Nuffield Trust Chief Executive Nigel Edwards said increasing the number of UK-trained medical staff was “long overdue”.

“However, if this new announcement involves simply replacing overseas doctors with UK-trained ones, that won’t increase the total number working in the NHS, and certainly won’t solve the agency staff crisis that is affecting the NHS right now.”

The BMA Cohort Doctor report, a ten year study of 430 doctors found 42 per cent of cohort doctors plan to practise overseas, a slight increase on previous years.

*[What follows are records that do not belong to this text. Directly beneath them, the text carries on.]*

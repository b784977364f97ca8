use std::path::PathBuf;
use argh::FromArgs;

fn default_config_path() -> PathBuf {
    PathBuf::from("./wordserve.toml")
}

#[derive(Debug, FromArgs)]
#[argh(description = "serve A records for triple-word names, or translate a real domain into one")]
pub struct CliArgs {
    #[argh(
        option,
        short = 't',
        description = "a domain to translate to its triple-word representation"
    )]
    pub translate: Option<String>,

    #[argh(switch, short = 's', description = "start the DNS server")]
    pub serve: bool,

    #[argh(
        option,
        description = "config file path, default: './wordserve.toml'",
        default = "default_config_path()"
    )]
    pub config: PathBuf,
}
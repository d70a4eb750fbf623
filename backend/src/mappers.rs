use serde_json::Value;
use shared::{
    ChargesInformationResource, FxResource, PaymentAttributesResource, PaymentPartyResource,
    PaymentRequest, PaymentResource, PaymentSummaryResource, SelfLinks, SenderChargeResource,
    SponsorPartyResource, PAYMENT_RESOURCE_TYPE,
};

use crate::config::Config;
use crate::domain::{
    ChargesInformation, Fx, Payment, PaymentAttributes, PaymentParty, PaymentSummary, SenderCharge,
    SponsorParty,
};
use crate::id::PaymentId;

/// Error returned when a create/update body is not a JSON object.
#[derive(Debug, thiserror::Error)]
pub enum RequestBodyError {
    #[error("request body is not valid JSON: {0}")]
    Syntax(#[from] serde_json::Error),
    #[error("request body must be a JSON object")]
    NotAnObject,
}

pub struct PaymentMapper;

impl PaymentMapper {
    /// `{host}/v1/payments/{id}/`
    pub fn self_link(config: &Config, id: PaymentId) -> String {
        format!("{}/v1/payments/{}/", config.host, id)
    }

    pub fn to_summary_resource(config: &Config, summary: PaymentSummary) -> PaymentSummaryResource {
        PaymentSummaryResource {
            id: summary.id.to_hex(),
            links: SelfLinks {
                self_link: Self::self_link(config, summary.id),
            },
        }
    }

    pub fn to_resource(config: &Config, payment: Payment) -> PaymentResource {
        PaymentResource {
            id: payment.id.to_hex(),
            organisation_id: payment.organisation_id,
            version: payment.version,
            resource_type: PAYMENT_RESOURCE_TYPE.to_string(),
            attributes: Self::attributes_to_dto(payment.attributes),
            links: SelfLinks {
                self_link: Self::self_link(config, payment.id),
            },
        }
    }

    /// Extract `(organisation_id, attributes)` from a create/update body.
    ///
    /// Missing or wrongly typed fields become zero values; only a body that is
    /// not a JSON object is rejected.
    pub fn from_request(body: &[u8]) -> Result<(String, PaymentAttributes), RequestBodyError> {
        let value: Value = serde_json::from_slice(body)?;
        if !value.is_object() {
            return Err(RequestBodyError::NotAnObject);
        }
        let request: PaymentRequest = serde_json::from_value(value)?;
        Ok((
            request.organisation_id,
            Self::attributes_to_domain(request.attributes),
        ))
    }

    pub fn attributes_to_dto(attributes: PaymentAttributes) -> PaymentAttributesResource {
        PaymentAttributesResource {
            amount: attributes.amount,
            beneficiary_party: Self::party_to_dto(attributes.beneficiary_party),
            charges_information: Self::charges_to_dto(attributes.charges_information),
            currency: attributes.currency,
            debtor_party: Self::party_to_dto(attributes.debtor_party),
            end_to_end_reference: attributes.end_to_end_reference,
            fx: FxResource {
                contract_reference: attributes.fx.contract_reference,
                exchange_rate: attributes.fx.exchange_rate,
                original_amount: attributes.fx.original_amount,
                original_currency: attributes.fx.original_currency,
            },
            numeric_reference: attributes.numeric_reference,
            payment_id: attributes.payment_id,
            payment_purpose: attributes.payment_purpose,
            payment_scheme: attributes.payment_scheme,
            payment_type: attributes.payment_type,
            processing_date: attributes.processing_date,
            reference: attributes.reference,
            scheme_payment_sub_type: attributes.scheme_payment_sub_type,
            scheme_payment_type: attributes.scheme_payment_type,
            sponsor_party: SponsorPartyResource {
                account_number: attributes.sponsor_party.account_number,
                bank_id: attributes.sponsor_party.bank_id,
                bank_id_code: attributes.sponsor_party.bank_id_code,
            },
        }
    }

    pub fn attributes_to_domain(dto: PaymentAttributesResource) -> PaymentAttributes {
        PaymentAttributes {
            amount: dto.amount,
            beneficiary_party: Self::party_to_domain(dto.beneficiary_party),
            charges_information: Self::charges_to_domain(dto.charges_information),
            currency: dto.currency,
            debtor_party: Self::party_to_domain(dto.debtor_party),
            end_to_end_reference: dto.end_to_end_reference,
            fx: Fx {
                contract_reference: dto.fx.contract_reference,
                exchange_rate: dto.fx.exchange_rate,
                original_amount: dto.fx.original_amount,
                original_currency: dto.fx.original_currency,
            },
            numeric_reference: dto.numeric_reference,
            payment_id: dto.payment_id,
            payment_purpose: dto.payment_purpose,
            payment_scheme: dto.payment_scheme,
            payment_type: dto.payment_type,
            processing_date: dto.processing_date,
            reference: dto.reference,
            scheme_payment_sub_type: dto.scheme_payment_sub_type,
            scheme_payment_type: dto.scheme_payment_type,
            sponsor_party: SponsorParty {
                account_number: dto.sponsor_party.account_number,
                bank_id: dto.sponsor_party.bank_id,
                bank_id_code: dto.sponsor_party.bank_id_code,
            },
        }
    }

    fn party_to_dto(party: PaymentParty) -> PaymentPartyResource {
        PaymentPartyResource {
            account_name: party.account_name,
            account_number: party.account_number,
            account_number_code: party.account_number_code,
            account_type: party.account_type,
            address: party.address,
            bank_id: party.bank_id,
            bank_id_code: party.bank_id_code,
            name: party.name,
        }
    }

    fn party_to_domain(dto: PaymentPartyResource) -> PaymentParty {
        PaymentParty {
            account_name: dto.account_name,
            account_number: dto.account_number,
            account_number_code: dto.account_number_code,
            account_type: dto.account_type,
            address: dto.address,
            bank_id: dto.bank_id,
            bank_id_code: dto.bank_id_code,
            name: dto.name,
        }
    }

    fn charges_to_dto(info: ChargesInformation) -> ChargesInformationResource {
        ChargesInformationResource {
            bearer_code: info.bearer_code,
            receiver_charges_amount: info.receiver_charges_amount,
            receiver_charges_currency: info.receiver_charges_currency,
            sender_charges: info
                .sender_charges
                .into_iter()
                .map(|charge| SenderChargeResource {
                    amount: charge.amount,
                    currency: charge.currency,
                })
                .collect(),
        }
    }

    fn charges_to_domain(dto: ChargesInformationResource) -> ChargesInformation {
        ChargesInformation {
            bearer_code: dto.bearer_code,
            receiver_charges_amount: dto.receiver_charges_amount,
            receiver_charges_currency: dto.receiver_charges_currency,
            sender_charges: dto
                .sender_charges
                .into_iter()
                .map(|charge| SenderCharge {
                    amount: charge.amount,
                    currency: charge.currency,
                })
                .collect(),
        }
    }
}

Some 10 per cent have applied for a ‘certificate of good standing’ with a view to working abroad. Compared to previous points in their careers, the majority stated that they are now more likely to consider working overseas or leaving medicine, but are less likely to consider changing their specialty.

But Danny Mortimer, Chief Executive, NHS Employers, welcomed the Hunt proposals.

“Employers will welcome this significant investment to boost the number of training places for doctors.  This should help address the challenges we face in filling rotas in many areas and support the longer term transformation of our services.”